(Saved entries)

=== Begin Enclosure ===

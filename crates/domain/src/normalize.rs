//! Value normalization for fingerprinting
//!
//! Context values arrive as free-form JSON from user input and AI output.
//! Hashing only works if structurally-equal inputs normalize to identical
//! strings, so every value passes through these functions before it reaches
//! a hasher. The contract is normalize-then-hash, not validate-schema.

use serde_json::Value;

/// Normalize a free-form string: trimmed and lower-cased
#[must_use]
pub fn normalize_str(s: &str) -> String {
    s.trim().to_lowercase()
}

/// Normalize an arbitrary JSON value into a deterministic string
///
/// Strings are trimmed and lower-cased, scalars stringified, arrays
/// normalized element-wise then sorted and joined, and nested objects
/// rendered as compact JSON. `serde_json`'s default `Map` is backed by a
/// `BTreeMap`, so object rendering is key-sorted and deterministic.
#[must_use]
pub fn normalize_value(value: &Value) -> String {
    match value {
        Value::Null => String::new(),
        Value::Bool(b) => b.to_string(),
        Value::Number(n) => n.to_string(),
        Value::String(s) => normalize_str(s),
        Value::Array(items) => {
            let mut parts: Vec<String> = items.iter().map(normalize_value).collect();
            parts.sort();
            parts.join(",")
        },
        Value::Object(_) => value.to_string(),
    }
}

/// Normalize a list of strings: each trimmed and lower-cased, sorted, joined
///
/// Order-independence of array inputs is part of the determinism guarantee.
#[must_use]
pub fn normalize_list(items: &[String]) -> String {
    let mut parts: Vec<String> = items.iter().map(|s| normalize_str(s)).collect();
    parts.sort();
    parts.join(",")
}


#[cfg(test)]
mod proptest_tests {
    use proptest::prelude::*;

    use super::*;

    proptest! {
        #[test]
        fn list_normalization_ignores_order(
            mut items in proptest::collection::vec("[a-zA-Z ]{0,12}", 0..8)
        ) {
            let forward = normalize_list(&items);
            items.reverse();
            let reversed = normalize_list(&items);
            prop_assert_eq!(forward, reversed);
        }

        #[test]
        fn normalization_is_idempotent(s in "\\PC{0,24}") {
            let once = normalize_str(&s);
            let twice = normalize_str(&once);
            prop_assert_eq!(once, twice);
        }
    }
}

=== End Enclosure ===

**Your goal**
What is the number of lines in the records that contain the word "iter"? Answer with the number and nothing else.

**Output for this exercise**
2